Now, with pressures from world events, we seem to be upon another environmental and economic threshold. Despite that, we can pause to take a deep breath and celebrate the recent passage of the Infrastructure Investment and Jobs Act (IIJA), the largest such program since the Federal Highway Act of 1956 in the U.S. With its important environmental impact, the IIJA provides $54 billion for water infrastructure, including lead service line replacement and addressing PFAS; $46 billion for resiliency, including flood mitigation, wildfires and drought; $7.5 billion for build out of infrastructure for electric vehicle charging; $8 billion for regional clean hydrogen hubs; $12.5 billion for carbon capture, utilization and sequestration (CCUS); and many other items which are intricately interrelated to the energy transition.

Our earth and energy

There is no getting away from the realities of fossil fuels and their impact on climate change. The 1970s brought about greater environmental consciousness coupled with an oil crisis that resulted in disruptions of oil supplies from the Middle East. This created difficulties for the west, including the U.S., as we relied on energy exports from the region.
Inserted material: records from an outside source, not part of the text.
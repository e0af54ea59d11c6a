//! Helpers for arrays where all leading axes are "batch" axes and only the
//! trailing one or two axes carry the vector or matrix being operated on.

use ndarray::{Array2, ArrayBase, ArrayD, ArrayView2, ArrayView3, Data, Dimension, ErrorKind, IxDyn, ShapeError};

use crate::KalmanFloat;

/// Collapse every leading axis of `array` into a single batch axis, keeping the
/// last `trailing` axes untouched.
///
/// The elements are copied in logical (row-major) order, so the result is in
/// standard layout whatever the layout of the input was.
///
/// # Errors
/// Returns an [`ErrorKind::IncompatibleShape`] error if `array` has fewer than
/// `trailing` axes.
///
/// # Example:
/// ```
/// use kalman_linalg::batch::collapse_batch;
/// use ndarray::{Array, IxDyn};
/// let batched = Array::<f64, _>::zeros(IxDyn(&[2, 3, 4, 4]));
/// let collapsed = collapse_batch(&batched, 2).unwrap();
/// assert_eq!(collapsed.shape(), &[6, 4, 4]);
/// ```
pub fn collapse_batch<T, S, D>(array: &ArrayBase<S, D>, trailing: usize) -> Result<ArrayD<T>, ShapeError>
where
    T: Clone,
    S: Data<Elem = T>,
    D: Dimension,
{
    let shape = array.shape();
    if shape.len() < trailing {
        return Err(ShapeError::from_kind(ErrorKind::IncompatibleShape));
    }
    let split = shape.len() - trailing;
    let batch_size: usize = shape[..split].iter().product();

    let mut collapsed = Vec::with_capacity(trailing + 1);
    collapsed.push(batch_size);
    collapsed.extend_from_slice(&shape[split..]);

    ArrayD::from_shape_vec(IxDyn(&collapsed), array.iter().cloned().collect())
}

/// Batched matrix-vector product, `out[b] = matrices[b] · vectors[b]`.
///
/// # Panics
/// Panics if the batch sizes differ or the matrices' column count differs from
/// the vector length.
pub fn batch_mv<T: KalmanFloat>(matrices: ArrayView3<T>, vectors: ArrayView2<T>) -> Array2<T> {
    let (batch_size, rows, cols) = matrices.dim();
    assert_eq!(
        (batch_size, cols),
        vectors.dim(),
        "batch_mv: matrices of shape {:?} cannot multiply vectors of shape {:?}",
        matrices.shape(),
        vectors.shape()
    );

    let mut out = Array2::zeros((batch_size, rows));
    for ((mut out_row, matrix), vector) in out
        .outer_iter_mut()
        .zip(matrices.outer_iter())
        .zip(vectors.outer_iter())
    {
        out_row.assign(&matrix.dot(&vector));
    }
    out
}

#[allow(clippy::unwrap_used)]
#[cfg(test)]
mod tests {
    use super::*;

    use ndarray::{array, Array, Array3, Axis};
    use pretty_assertions::assert_eq;

    #[test]
    fn collapse_keeps_trailing_axes_and_order() {
        let batched = Array::from_shape_vec(IxDyn(&[2, 2, 3]), (0..12).collect()).unwrap();
        let collapsed = collapse_batch(&batched, 1).unwrap();
        assert_eq!(collapsed.shape(), &[4, 3]);
        assert_eq!(collapsed.iter().copied().collect::<Vec<_>>(), (0..12).collect::<Vec<_>>());
    }

    #[test]
    fn collapse_with_no_batch_axes_adds_a_unit_axis() {
        let matrix = array![[1.0, 2.0], [3.0, 4.0]];
        let collapsed = collapse_batch(&matrix, 2).unwrap();
        assert_eq!(collapsed.shape(), &[1, 2, 2]);
    }

    #[test]
    fn collapse_of_a_transposed_view_follows_logical_order() {
        let matrix = array![[1, 2], [3, 4]];
        let collapsed = collapse_batch(&matrix.t(), 1).unwrap();
        assert_eq!(collapsed.iter().copied().collect::<Vec<_>>(), vec![1, 3, 2, 4]);
    }

    #[test]
    fn collapse_with_too_few_axes_fails() {
        let vector = array![1.0, 2.0];
        assert!(collapse_batch(&vector, 2).is_err());
    }

    #[test]
    fn batch_mv_matches_per_element_dot() {
        let matrices: Array3<f64> = array![[[1.0, 0.0], [2.0, 3.0]], [[4.0, 0.0], [-1.0, 0.5]]];
        let vectors = array![[1.0, 1.0], [2.0, -2.0]];
        let out = batch_mv(matrices.view(), vectors.view());
        for (b, row) in out.axis_iter(Axis(0)).enumerate() {
            let expected = matrices.index_axis(Axis(0), b).dot(&vectors.row(b));
            assert_eq!(row, expected);
        }
        assert_eq!(out, array![[1.0, 5.0], [8.0, -3.0]]);
    }

    #[test]
    #[should_panic(expected = "batch_mv")]
    fn batch_mv_with_mismatched_batches_panics() {
        let matrices = Array3::<f64>::zeros((2, 3, 3));
        let vectors = Array2::<f64>::zeros((3, 3));
        let _ = batch_mv(matrices.view(), vectors.view());
    }
}
use kalman_linalg::CholeskyError;

/// What is wrong with a covariance matrix.
#[derive(Debug, Clone, Copy, PartialEq, Eq, thiserror::Error)]
pub enum CovarianceDefect {
    #[error("it contains non-finite entries")]
    NonFinite,
    #[error("it is not symmetric")]
    NotSymmetric,
    #[error("it is not positive semi-definite")]
    NotPositiveSemiDefinite,
    /// Positive semi-definite but rank deficient. The belief can still be
    /// sampled from, but has no density.
    #[error("it is singular, so the log-density is undefined")]
    Singular,
}

impl From<CholeskyError> for CovarianceDefect {
    fn from(value: CholeskyError) -> Self {
        match value {
            CholeskyError::NonFinite => Self::NonFinite,
            // a non-square matrix can not be symmetric, and shapes are checked before
            // any factorisation anyway
            CholeskyError::NotSquare(..) => Self::NotSymmetric,
            CholeskyError::NotPositiveSemiDefinite => Self::NotPositiveSemiDefinite,
        }
    }
}

#[derive(Debug, thiserror::Error)]
pub enum BeliefError {
    #[error("{tensor} has shape {actual:?}, expected {expected:?}")]
    ShapeMismatch {
        /// Which input had the wrong shape, e.g. "mean" or "noise"
        tensor:   &'static str,
        expected: Vec<usize>,
        actual:   Vec<usize>,
    },
    #[error("the covariance matrix at batch index {batch_index:?} is invalid: {reason}")]
    InvalidCovariance {
        /// Multi-index into the batch shape, empty for an un-batched belief
        batch_index: Vec<usize>,
        reason:      CovarianceDefect,
    },
    #[error("`{operation}` is not implemented for Gaussian beliefs")]
    NotImplemented { operation: &'static str },
    #[error("failed to reshape a batched array: {0}")]
    Reshape(#[from] ndarray::ShapeError),
}

pub type Result<T> = std::result::Result<T, BeliefError>;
We now seem to be on a similar course, driven again by tumultuous world events. As we race against the clock to stop the potentially catastrophic 1.5-degree Celsius rise of global temperature, according to a recent United Nations report, clearly, the world needs to shift away from fossil fuels to cleaner, net-zero emissions sources. This includes alternate energies such as wind; solar; hydroelectric; renewable natural gas, derived from renewable sources with lower life cycle carbon dioxide emissions; and, in our view hydrogen and CCUS.  As we have seen historically, significant needs always drive technological and other innovations and climate change is no different.

 Why hydrogen?

 Low-carbon hydrogen has tremendous value in the clean energy world. It plays a key role in many net-zero scenarios analysis, such as the International Energy Agency (IEA)’s Net Zero by 2050 Roadmap which predicts a six-fold growth of hydrogen use to meet 10 per cent of total final energy consumption by 2050. CCUS also is a clear transition to help allow the hydrogen economy to grow now and then transition to greener alternatives as technology and capacity catches up.

One of the advantages of hydrogen is its versatility as it can be used not only as a feedstock for fuel refining and fertilizer production (90 per cent of current uses), but also as an energy carrier for transport, power production, residential or industrial heating.

There are hard-to-electrify sectors (e.g., high-temperature industrial processes, heavy-duty transportation) and hydrogen has a key role to play in these applications.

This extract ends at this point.